● **Instructions for the task**:
Copy out each line of the listing that has the word "ReverbConfig" in it.

● **Data extract**:
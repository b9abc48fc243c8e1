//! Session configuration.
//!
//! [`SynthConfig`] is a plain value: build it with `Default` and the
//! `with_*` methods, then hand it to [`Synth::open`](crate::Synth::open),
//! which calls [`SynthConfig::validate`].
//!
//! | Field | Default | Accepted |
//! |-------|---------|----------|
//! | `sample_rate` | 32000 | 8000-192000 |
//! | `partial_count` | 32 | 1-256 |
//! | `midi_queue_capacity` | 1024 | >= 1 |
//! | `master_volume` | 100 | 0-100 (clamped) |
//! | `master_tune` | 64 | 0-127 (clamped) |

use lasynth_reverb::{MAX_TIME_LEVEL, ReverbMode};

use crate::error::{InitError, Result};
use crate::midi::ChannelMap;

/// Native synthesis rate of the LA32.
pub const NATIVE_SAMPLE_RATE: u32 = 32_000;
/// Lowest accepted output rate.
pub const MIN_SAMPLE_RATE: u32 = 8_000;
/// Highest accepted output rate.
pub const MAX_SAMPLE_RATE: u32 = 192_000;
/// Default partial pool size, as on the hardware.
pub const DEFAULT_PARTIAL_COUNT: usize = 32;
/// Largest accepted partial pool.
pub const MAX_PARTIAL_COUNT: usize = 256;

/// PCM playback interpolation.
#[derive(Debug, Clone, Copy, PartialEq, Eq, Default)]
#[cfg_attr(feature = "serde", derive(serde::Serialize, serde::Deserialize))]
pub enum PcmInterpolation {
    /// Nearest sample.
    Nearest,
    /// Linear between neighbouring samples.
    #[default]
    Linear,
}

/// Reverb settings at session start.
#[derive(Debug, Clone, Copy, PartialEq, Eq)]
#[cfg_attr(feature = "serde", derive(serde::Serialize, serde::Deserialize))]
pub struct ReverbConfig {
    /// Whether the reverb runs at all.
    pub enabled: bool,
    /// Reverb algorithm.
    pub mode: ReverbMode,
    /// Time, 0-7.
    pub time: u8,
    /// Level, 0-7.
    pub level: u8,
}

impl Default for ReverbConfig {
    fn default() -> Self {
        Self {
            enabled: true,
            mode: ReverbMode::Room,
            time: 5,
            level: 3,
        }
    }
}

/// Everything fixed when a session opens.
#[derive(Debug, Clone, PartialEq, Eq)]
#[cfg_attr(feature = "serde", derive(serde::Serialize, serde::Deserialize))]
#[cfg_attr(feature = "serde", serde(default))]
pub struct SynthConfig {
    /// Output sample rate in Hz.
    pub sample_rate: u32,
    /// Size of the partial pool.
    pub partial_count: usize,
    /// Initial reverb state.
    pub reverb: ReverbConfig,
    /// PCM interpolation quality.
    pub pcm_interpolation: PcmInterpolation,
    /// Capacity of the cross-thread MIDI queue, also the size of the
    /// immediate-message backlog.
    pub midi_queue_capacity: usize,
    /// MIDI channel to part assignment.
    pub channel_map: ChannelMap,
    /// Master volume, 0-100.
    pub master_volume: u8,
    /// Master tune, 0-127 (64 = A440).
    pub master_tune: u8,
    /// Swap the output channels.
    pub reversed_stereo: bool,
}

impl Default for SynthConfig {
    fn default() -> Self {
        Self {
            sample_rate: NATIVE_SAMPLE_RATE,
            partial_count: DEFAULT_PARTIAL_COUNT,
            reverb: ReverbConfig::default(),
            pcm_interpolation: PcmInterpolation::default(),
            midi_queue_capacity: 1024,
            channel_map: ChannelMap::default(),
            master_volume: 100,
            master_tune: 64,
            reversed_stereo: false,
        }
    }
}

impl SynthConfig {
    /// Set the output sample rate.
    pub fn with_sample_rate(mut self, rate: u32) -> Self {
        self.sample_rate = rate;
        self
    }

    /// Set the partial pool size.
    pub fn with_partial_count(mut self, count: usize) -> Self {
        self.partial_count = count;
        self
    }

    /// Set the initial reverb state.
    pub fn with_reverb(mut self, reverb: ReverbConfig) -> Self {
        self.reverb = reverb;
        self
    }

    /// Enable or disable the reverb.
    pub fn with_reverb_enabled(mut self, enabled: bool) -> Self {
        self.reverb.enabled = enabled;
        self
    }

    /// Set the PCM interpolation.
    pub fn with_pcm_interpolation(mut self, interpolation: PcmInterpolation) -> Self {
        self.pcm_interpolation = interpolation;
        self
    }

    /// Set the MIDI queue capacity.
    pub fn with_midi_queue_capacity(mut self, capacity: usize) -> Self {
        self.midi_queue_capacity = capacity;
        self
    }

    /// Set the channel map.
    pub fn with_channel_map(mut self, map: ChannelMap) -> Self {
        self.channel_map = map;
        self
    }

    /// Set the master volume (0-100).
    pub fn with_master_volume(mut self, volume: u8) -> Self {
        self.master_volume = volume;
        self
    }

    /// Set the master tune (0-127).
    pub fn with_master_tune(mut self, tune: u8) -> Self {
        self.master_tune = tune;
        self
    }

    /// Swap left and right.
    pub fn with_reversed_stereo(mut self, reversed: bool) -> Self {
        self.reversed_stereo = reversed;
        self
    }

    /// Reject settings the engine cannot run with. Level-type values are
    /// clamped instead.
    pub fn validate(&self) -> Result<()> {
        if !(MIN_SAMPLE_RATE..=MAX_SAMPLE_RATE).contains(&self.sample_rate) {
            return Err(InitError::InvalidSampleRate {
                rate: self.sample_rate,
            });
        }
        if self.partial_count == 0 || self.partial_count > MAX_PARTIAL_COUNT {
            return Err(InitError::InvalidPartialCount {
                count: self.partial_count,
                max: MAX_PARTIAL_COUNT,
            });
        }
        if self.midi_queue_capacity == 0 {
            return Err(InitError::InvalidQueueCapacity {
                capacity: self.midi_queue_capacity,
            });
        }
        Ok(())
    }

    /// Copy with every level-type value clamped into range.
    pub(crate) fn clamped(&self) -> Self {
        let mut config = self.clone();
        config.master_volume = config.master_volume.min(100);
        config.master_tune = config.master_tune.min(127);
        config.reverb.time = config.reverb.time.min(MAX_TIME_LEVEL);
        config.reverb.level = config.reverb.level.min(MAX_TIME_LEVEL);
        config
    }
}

● **Exercise output**:
pub struct ReverbConfig {
impl Default for ReverbConfig {
    pub reverb: ReverbConfig,
            reverb: ReverbConfig::default(),
    pub fn with_reverb(mut self, reverb: ReverbConfig) -> Self {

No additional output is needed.